Based on Hall’s categorization of cultures, Richard Lewis further expanded the types of cultures based on the communication styles adopted by each culture type. This cultural classification is called the “The Lewis Model”. It also includes a test that individuals can take to determine their own cultural style of communication. In the model, Lewis outlined three categories, of which one represented the contact culture, whereas the other two were a bifurcation of the non-contact cultures. They are as follows.
It is a subset of non-contact cultures, and is characterized by cool, logical, and decisive actions of the individuals. People of this type of culture tend to be direct and to the point, and are often perceived as being impatient. Their general demeanor is reserved, and they mostly deal with facts rather than speculations. They include cultures like the North American, and Northern European cultures.

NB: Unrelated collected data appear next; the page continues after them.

//! Wave scheduler: spawns each wave and advances once the enemy pool empties.
//!
//! Two states per wave: active (enemies alive) and waiting (pool emptied,
//! counting down the inter-wave delay). The wave index never runs past the
//! last wave; once the final wave clears, the campaign is flagged finished.

use hecs::World;
use rand::Rng;

use starwarriors_core::config::WaveDef;
use starwarriors_core::constants::{BOSS_SPAWN_Y, WAVE_SPAWN_MARGIN, WAVE_SPAWN_SPACING, WAVE_SPAWN_Y};
use starwarriors_core::enums::EnemyKind;
use starwarriors_core::state::WaveInfo;
use starwarriors_core::types::Bounds;

use crate::world_setup::{self, SpawnContext};

#[derive(Debug, Clone, Default)]
pub struct WaveScheduler {
    current: usize,
    complete: bool,
    delay: i32,
    countdown: u32,
    last_countdown_ms: f64,
    boss_spawned: bool,
    boss_killed: bool,
    boss_defeated: bool,
    finished: bool,
}

impl WaveScheduler {
    /// Reset to the first wave and spawn it.
    pub fn start(&mut self, world: &mut World, ctx: &mut SpawnContext<'_>, rng: &mut impl Rng, bounds: &Bounds) {
        *self = Self {
            countdown: ctx.config.timing.wave_countdown,
            ..Self::default()
        };
        self.spawn_wave(world, ctx, rng, bounds);
    }

    /// Advance the scheduler one tick. `enemy_count` is the live enemy pool
    /// size after the previous tick's sweep.
    pub fn run(
        &mut self,
        world: &mut World,
        ctx: &mut SpawnContext<'_>,
        rng: &mut impl Rng,
        bounds: &Bounds,
        enemy_count: usize,
        now_ms: f64,
    ) {
        let timing = ctx.config.timing;

        if enemy_count == 0 && !self.complete {
            self.complete = true;
            self.delay = timing.wave_delay_ticks;
            self.countdown = timing.wave_countdown;
            self.last_countdown_ms = now_ms;

            if self.boss_spawned && self.boss_killed && !self.boss_defeated {
                self.boss_defeated = true;
                tracing::debug!(wave = self.current + 1, "boss defeated");
            }
            tracing::debug!(wave = self.current + 1, "wave cleared");
        }

        if !self.complete || self.finished {
            return;
        }

        self.delay -= 1;
        if now_ms - self.last_countdown_ms >= timing.countdown_step_ms {
            self.countdown = self.countdown.saturating_sub(1);
            self.last_countdown_ms = now_ms;
        }

        if self.delay <= 0 {
            if self.current + 1 < ctx.config.waves.len() {
                self.current += 1;
                self.complete = false;
                tracing::debug!(wave = self.current + 1, "spawning wave");
                self.spawn_wave(world, ctx, rng, bounds);
            } else {
                self.finished = true;
                tracing::debug!("campaign finished");
            }
        }
    }

    fn spawn_wave(&mut self, world: &mut World, ctx: &mut SpawnContext<'_>, rng: &mut impl Rng, bounds: &Bounds) {
        let Some(wave) = ctx.config.waves.get(self.current) else {
            return;
        };
        let WaveDef { groups, is_boss } = wave.clone();

        self.boss_spawned = false;
        self.boss_killed = false;

        if is_boss {
            let boss_width = ctx.config.enemies.boss.width;
            world_setup::spawn_enemy(
                world,
                ctx,
                rng,
                EnemyKind::Boss,
                bounds.width / 2.0 - boss_width / 2.0,
                BOSS_SPAWN_Y,
            );
            self.boss_spawned = true;
        }

        for group in &groups {
            let Some(kind) = EnemyKind::from_name(&group.kind) else {
                tracing::warn!(kind = %group.kind, "unknown enemy type in wave, skipping group");
                continue;
            };
            for i in 0..group.count {
                let x = rng.gen::<f64>() * (bounds.width - WAVE_SPAWN_MARGIN);
                let y = WAVE_SPAWN_Y - f64::from(i) * WAVE_SPAWN_SPACING;
                world_setup::spawn_enemy(world, ctx, rng, kind, x, y);
            }
        }
    }

    /// Note an enemy destroyed by damage. Only boss kills matter here.
    pub fn record_kill(&mut self, kind: EnemyKind) {
        if kind == EnemyKind::Boss && self.boss_spawned {
            self.boss_killed = true;
        }
    }

    pub fn info(&self, waves: &[WaveDef]) -> WaveInfo {
        WaveInfo {
            wave_number: self.current + 1,
            total_waves: waves.len(),
            is_boss: waves.get(self.current).is_some_and(|w| w.is_boss),
            countdown: self.countdown,
            is_complete: self.complete,
        }
    }

    pub fn is_boss_defeated(&self) -> bool {
        self.boss_defeated
    }

    /// Past the final wave with nothing left alive.
    pub fn is_campaign_complete(&self, enemy_count: usize) -> bool {
        self.finished && enemy_count == 0
    }
}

It is the other subset of non-contact cultures. The people belonging to it are accommodating and non-confrontational. They are mostly calm and collected and do not instigate or encourage an aggressive behavior. They value decorum and diplomacy over facts and emotions in order to conduct everyday activities in a harmonious fashion. They are very patient listeners, and exhibit neutral body language and expressions. This type includes cultures of Vietnam, China, and Japan.
This sub-type represents the contact cultures, where the people are warm and impulsive. Individuals are enthusiastic and readily express emotion in an extravagant display. They prefer personal stories and emotional accounts over cold hard facts. Their enthusiasm is evident in the way they interrupt each others flow of conversation. These type of people are impulsive and openly impatient. Examples of these cultures are those of Brazil, Mexico, and Greece.
Despite the usefulness of the study of proxemics, the theory suffers from extensive criticism on account of it offering sweeping generalizations and cultural stereotypes. While these claims may be partially true, the fact that these studies help in enhancing cross-cultural communication and non-verbal behavior cannot be overlooked.